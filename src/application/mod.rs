// SPDX-License-Identifier: MPL-2.0
//! Application-layer boundaries between the engine and the outside world.

pub mod port;
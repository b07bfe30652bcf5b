// SPDX-License-Identifier: MPL-2.0
//! Render description derived from engine state.
//!
//! The engine emits this value model; a rendering collaborator (the Iced
//! canvas in `ui/slider_canvas.rs`, or a test) draws it. Nothing here
//! carries framework types.

/// One marker on the track.
#[derive(Debug, Clone, Copy, PartialEq)]
pub struct Marker {
    /// Center position in track units.
    pub position: f32,
    /// Diameter in track units.
    pub size: f32,
    /// Whether this marker (and its label) renders emphasized. During a
    /// drag this tracks the snapped index, not the committed one.
    pub selected: bool,
}

/// Full visual state of the slider for one frame.
#[derive(Debug, Clone, PartialEq)]
pub struct RenderDescription {
    /// Track length the positions below are expressed in.
    pub track_length: f32,
    /// Length of the filled track portion.
    pub fill_extent: f32,
    /// Handle center in track units; continuous while dragging, snapped
    /// otherwise.
    pub handle_position: f32,
    /// Markers in tariff order.
    pub markers: Vec<Marker>,
}

impl RenderDescription {
    /// Index of the emphasized marker.
    #[must_use]
    pub fn selected_index(&self) -> Option<usize> {
        self.markers.iter().position(|marker| marker.selected)
    }
}
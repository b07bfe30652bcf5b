use tariff_slider::app::{self, App, Flags};

fn main() -> iced::Result {
    let mut args = pico_args::Arguments::from_env();

    let flags = Flags {
        endpoint: args.opt_value_from_str("--endpoint").unwrap(),
        config_path: args.opt_value_from_str("--config").unwrap(),
    };

    match App::from_flags(&flags) {
        Ok(state) => app::run(state),
        Err(error) => {
            eprintln!("{error}");
            std::process::exit(1);
        }
    }
}
// SPDX-License-Identifier: MPL-2.0
//! Nearest-step snapping.

/// Resolves a continuous value in `[0, 1]` to the index of the nearest
/// step.
///
/// Steps are visited in ascending index order and only a strictly smaller
/// distance replaces the current best, so equidistant steps resolve to the
/// lower index. The function is pure and total: an empty step list yields
/// index 0 (callers uphold the non-empty invariant through
/// [`crate::domain::tariff::TariffList`]).
#[must_use]
pub fn snap(value: f32, steps: &[f32]) -> usize {
    let mut best = 0;
    let mut best_distance = f32::INFINITY;

    for (index, step) in steps.iter().enumerate() {
        let distance = (step - value).abs();
        if distance < best_distance {
            best_distance = distance;
            best = index;
        }
    }

    best
}
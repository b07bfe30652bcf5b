// SPDX-License-Identifier: MPL-2.0
//! Slider interaction engine.
//!
//! The engine owns the [`SliderState`] and the derived [`TrackGeometry`],
//! consumes pointer events, and reports commits through the [`Event`]
//! facade. It runs single-threaded on the UI event loop: each event is
//! processed to completion before the next one, so no locking is needed.
//!
//! Commits happen only on release, tap, or gesture interruption, never on
//! intermediate drag moves. The rendered handle tracks the continuous drag
//! position while marker emphasis tracks its snapped index; the two are
//! intentionally decoupled so drags feel smooth but resolve discretely.

use crate::domain::newtypes::{TrackFraction, TrackLength};
use crate::domain::tariff::{Tariff, TariffList};
use crate::error::SliderError;

pub mod geometry;
pub mod interaction;
pub mod render;
pub mod snap;

pub use geometry::{fill_extent, marker_sizes, step_fractions, TrackGeometry};
pub use interaction::{PointerEvent, SliderState};
pub use render::{Marker, RenderDescription};
pub use snap::snap;

/// Outcome of handling one pointer event.
#[derive(Debug, Clone, PartialEq)]
pub enum Event {
    /// Nothing to report; intermediate moves and ignored input end here.
    None,
    /// A selection was finalized. Forward the tariff to the
    /// [`crate::application::port::SelectionNotifier`].
    Committed(Tariff),
}

/// The stepped slider core: tariffs, geometry, and gesture state.
#[derive(Debug, Clone, PartialEq)]
pub struct SliderEngine {
    tariffs: TariffList,
    geometry: TrackGeometry,
    state: SliderState,
}

impl SliderEngine {
    /// Creates an engine with the first tariff selected.
    ///
    /// # Errors
    ///
    /// Returns [`SliderError::NonPositiveTrackLength`] for an unusable
    /// track measurement. An empty tariff list is unrepresentable here;
    /// [`TariffList`] construction already rejects it.
    pub fn new(tariffs: TariffList, track_length: f32) -> Result<Self, SliderError> {
        let length = TrackLength::new(track_length)?;
        let geometry = TrackGeometry::new(&tariffs, length);
        Ok(Self {
            tariffs,
            geometry,
            state: SliderState::new(0),
        })
    }

    /// Creates an engine with the initial selection snapped from a
    /// fractional default position.
    ///
    /// # Errors
    ///
    /// Same as [`SliderEngine::new`].
    pub fn with_initial_fraction(
        tariffs: TariffList,
        track_length: f32,
        fraction: f32,
    ) -> Result<Self, SliderError> {
        let mut engine = Self::new(tariffs, track_length)?;
        let index = snap(TrackFraction::new(fraction).value(), engine.geometry.steps());
        engine.state = SliderState::new(index);
        Ok(engine)
    }

    /// Updates the track length after a layout change. Selection and any
    /// active drag are preserved: positions are normalized, so they stay
    /// valid under the new length.
    ///
    /// # Errors
    ///
    /// Returns [`SliderError::NonPositiveTrackLength`] and leaves the
    /// previous geometry untouched.
    pub fn set_track_length(&mut self, track_length: f32) -> Result<(), SliderError> {
        let length = TrackLength::new(track_length)?;
        self.geometry = TrackGeometry::new(&self.tariffs, length);
        Ok(())
    }

    /// Replaces the tariff list, resetting the gesture state to its
    /// default selection.
    pub fn replace_tariffs(&mut self, tariffs: TariffList) {
        self.geometry = TrackGeometry::new(&tariffs, self.geometry.length());
        self.tariffs = tariffs;
        self.state = SliderState::new(0);
    }

    /// Processes one pointer event and returns the resulting [`Event`].
    ///
    /// Out-of-range coordinates are clamped to the track; an out-of-range
    /// marker index is a stale message and is ignored.
    pub fn handle_pointer(&mut self, event: PointerEvent) -> Event {
        match event {
            PointerEvent::Press { .. } => {
                let handle = self.geometry.fraction_of(self.state.selected_index());
                self.state.start_drag(handle);
                Event::None
            }
            PointerEvent::Move { x } => {
                if self.state.is_dragging() {
                    self.state.drag_to(self.geometry.normalize(x));
                }
                Event::None
            }
            PointerEvent::Release { x } => {
                if !self.state.is_dragging() {
                    return Event::None;
                }
                self.state.drag_to(self.geometry.normalize(x));
                self.resolve_drag()
            }
            PointerEvent::Cancel => {
                if !self.state.is_dragging() {
                    return Event::None;
                }
                self.resolve_drag()
            }
            PointerEvent::TapMarker { index } => {
                if index >= self.tariffs.len() {
                    return Event::None;
                }
                self.state.select(index);
                self.commit_selected()
            }
        }
    }

    /// Snaps the drag position to its tariff, commits it, and returns to
    /// idle.
    fn resolve_drag(&mut self) -> Event {
        let Some(position) = self.state.drag_position() else {
            return Event::None;
        };
        let index = snap(position.value(), self.geometry.steps());
        self.state.select(index);
        self.commit_selected()
    }

    fn commit_selected(&self) -> Event {
        match self.tariffs.get(self.state.selected_index()) {
            Some(tariff) => Event::Committed(tariff.clone()),
            None => Event::None,
        }
    }

    /// Index emphasized in the UI: the snapped drag position while
    /// dragging, the committed selection otherwise.
    #[must_use]
    pub fn highlighted_index(&self) -> usize {
        match self.state.drag_position() {
            Some(position) => snap(position.value(), self.geometry.steps()),
            None => self.state.selected_index(),
        }
    }

    /// Handle position as a normalized fraction; continuous while
    /// dragging.
    #[must_use]
    pub fn handle_fraction(&self) -> TrackFraction {
        match self.state.drag_position() {
            Some(position) => position,
            None => self.geometry.fraction_of(self.state.selected_index()),
        }
    }

    /// Builds the visual state consumed by the rendering collaborator.
    #[must_use]
    pub fn render(&self) -> RenderDescription {
        let highlighted = self.highlighted_index();
        let sizes = marker_sizes(self.tariffs.len());
        let markers = self
            .geometry
            .positions()
            .into_iter()
            .zip(sizes)
            .enumerate()
            .map(|(index, (position, size))| Marker {
                position,
                size,
                selected: index == highlighted,
            })
            .collect();

        RenderDescription {
            track_length: self.geometry.length().value(),
            fill_extent: fill_extent(self.handle_fraction(), self.geometry.length()),
            handle_position: self.handle_fraction().scaled(self.geometry.length()),
            markers,
        }
    }

    #[must_use]
    pub fn selected(&self) -> &Tariff {
        // selected_index is maintained within bounds by every transition
        self.tariffs
            .get(self.state.selected_index())
            .unwrap_or_else(|| &self.tariffs.as_slice()[0])
    }

    #[must_use]
    pub fn selected_index(&self) -> usize {
        self.state.selected_index()
    }

    #[must_use]
    pub fn is_dragging(&self) -> bool {
        self.state.is_dragging()
    }

    #[must_use]
    pub fn tariffs(&self) -> &TariffList {
        &self.tariffs
    }

    #[must_use]
    pub fn track_length(&self) -> f32 {
        self.geometry.length().value()
    }
}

- **Exercise brief**
Would you state how many lines of the data above hold the string "while"? Reply with the number alone.

- **Output of the exercise**
4